# Samsung YP-U3 Driver Support



## EricG (Aug 29, 2004)

Hi

I would like to install the necessary drivers to enable a Samsung YP-U3 Mp3 Player to be recognised by a PC (Windows XP Professional SP3) without having to load the Samsung Software and upgrade to WMP10.

Can anyone help?


----------



## Riskyone101 (Oct 22, 2008)

Hello and Welcome to TSF,

Go here and enter your exact model number:
http://www.samsung.com/us/support/main/supportMain.do


----------



## EricG (Aug 29, 2004)

Hi

I have been on the Samsung site but cannot find drivers only - all I can get is their software that can only be installed on PCs with WMP Version 10 or above.


----------



## Riskyone101 (Oct 22, 2008)

Is it a .zip folder or an .exe installation?


----------



## EricG (Aug 29, 2004)

Hi

The download is an .exe file.

I tried to "explore" the .exe file to see if there were any drivers mentioned but found nothing.


----------



## Riskyone101 (Oct 22, 2008)

I dont know if this would help you or not, not sure either.
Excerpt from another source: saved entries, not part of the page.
use std::sync::Arc;

use anyhow::Context;
use sqlx::postgres::PgPoolOptions;

use crate::{
    auth::{jwt::TokenService, password::PasswordHasher, services::LockoutPolicy},
    config::AppConfig,
    store::Store,
};

/// Process-wide services, built once at startup and read-only afterwards.
#[derive(Clone)]
pub struct AppState {
    pub config: Arc<AppConfig>,
    pub store: Store,
    pub tokens: TokenService,
    pub passwords: PasswordHasher,
    pub lockout: LockoutPolicy,
}

impl AppState {
    pub async fn init() -> anyhow::Result<Self> {
        let config = Arc::new(AppConfig::from_env()?);

        let db = PgPoolOptions::new()
            .max_connections(config.max_connections)
            .connect(&config.database_url)
            .await
            .context("connect to database")?;

        if let Err(e) = sqlx::migrate!("./migrations").run(&db).await {
            tracing::warn!(error = %e, "migration failed; continuing");
        }

        Self::from_parts(config, Store::postgres(db))
    }

    pub fn from_parts(config: Arc<AppConfig>, store: Store) -> anyhow::Result<Self> {
        Ok(Self {
            tokens: TokenService::new(&config.jwt),
            passwords: PasswordHasher::new(&config.password)?,
            lockout: LockoutPolicy::from(&config.lockout),
            store,
            config,
        })
    }

    /// In-memory state with cheap hashing, for handler tests.
    #[cfg(test)]
    pub fn fake() -> Self {
        Self::fake_with(crate::config::IdentityPolicy::Trust)
    }

    #[cfg(test)]
    pub fn fake_with(identity: crate::config::IdentityPolicy) -> Self {
        let config = Arc::new(AppConfig::for_tests(identity));
        Self::from_parts(config, Store::memory()).expect("fake state")
    }
}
http://www.heaventools.com/overview.htm


----------



## EricG (Aug 29, 2004)

Thanks for the link but this looks too complicated for me.


----------



## Riskyone101 (Oct 22, 2008)

Well im out of suggestions other than this here:

ok install the software so it will put the driver.
Remove software after you have figured out the driver, then burn it to a cd or usb flashdrive so you will have it in future too.


----------



## EricG (Aug 29, 2004)

Hi

Unfortunately the software won't load without first installing WMP 10 or above.

I have the necessary drivers on another machine that I could perhaps copy but don't know what files I need. Can you help?


----------



## Riskyone101 (Oct 22, 2008)

Go here for drivermax:
http://www.drivermax.com/index.htm

Note: Use this only for backing up drivers.


----------



## EricG (Aug 29, 2004)

I installed the software, connected the Samsung YP-U3 to my PC and copied the files (using the backup facility).

I found the following files:

_innodesc.xml (this file seems to be missing from my PC even with the
Player connected)
wpdmtp.inf (located in C:\WINDOWS\)inf
wpdusb.sys (located in C:\WINDOWS\system32\drivers)
WUDFRd.sys (located in C:\WINDOWS\system32\drivers)

When I look at the listed drivers for the Player in Device Manager, I see the last two files mentioned above. I am not sure what purpose the .xml file serves or even if it is necessary.

I have copied these to a CD and will now connect the Player to my son's PC and see whether it will load these drivers.

If that fails, can I simply insert them in the appropriate WINDOWS folders?


----------



## Riskyone101 (Oct 22, 2008)

Im not sure about that one but you can manually install them instead.


----------



## EricG (Aug 29, 2004)

Well, I tried every possible way to get the player to work but no success. I guess unless I load WMP10 & the Samsung Software I'm stuck.


----------



## Riskyone101 (Oct 22, 2008)

you should go to the latest wmp which is 11 right now anyway.


----------



## EricG (Aug 29, 2004)

Thanks for follow up - I do know that as I am using WMP11 on my own PC. I was just hoping that I could get the player running on my son's PC without having to load that and the Samsung software.


----------



## Riskyone101 (Oct 22, 2008)

I see Eric your welcome, I have a son too and he has his own computer but I keep everything updated on it even though hes not online and it has kaspersky internet security suite on it too. the pc is at risk if software isnt kept up to date also, besides drivers and windows updates.


----------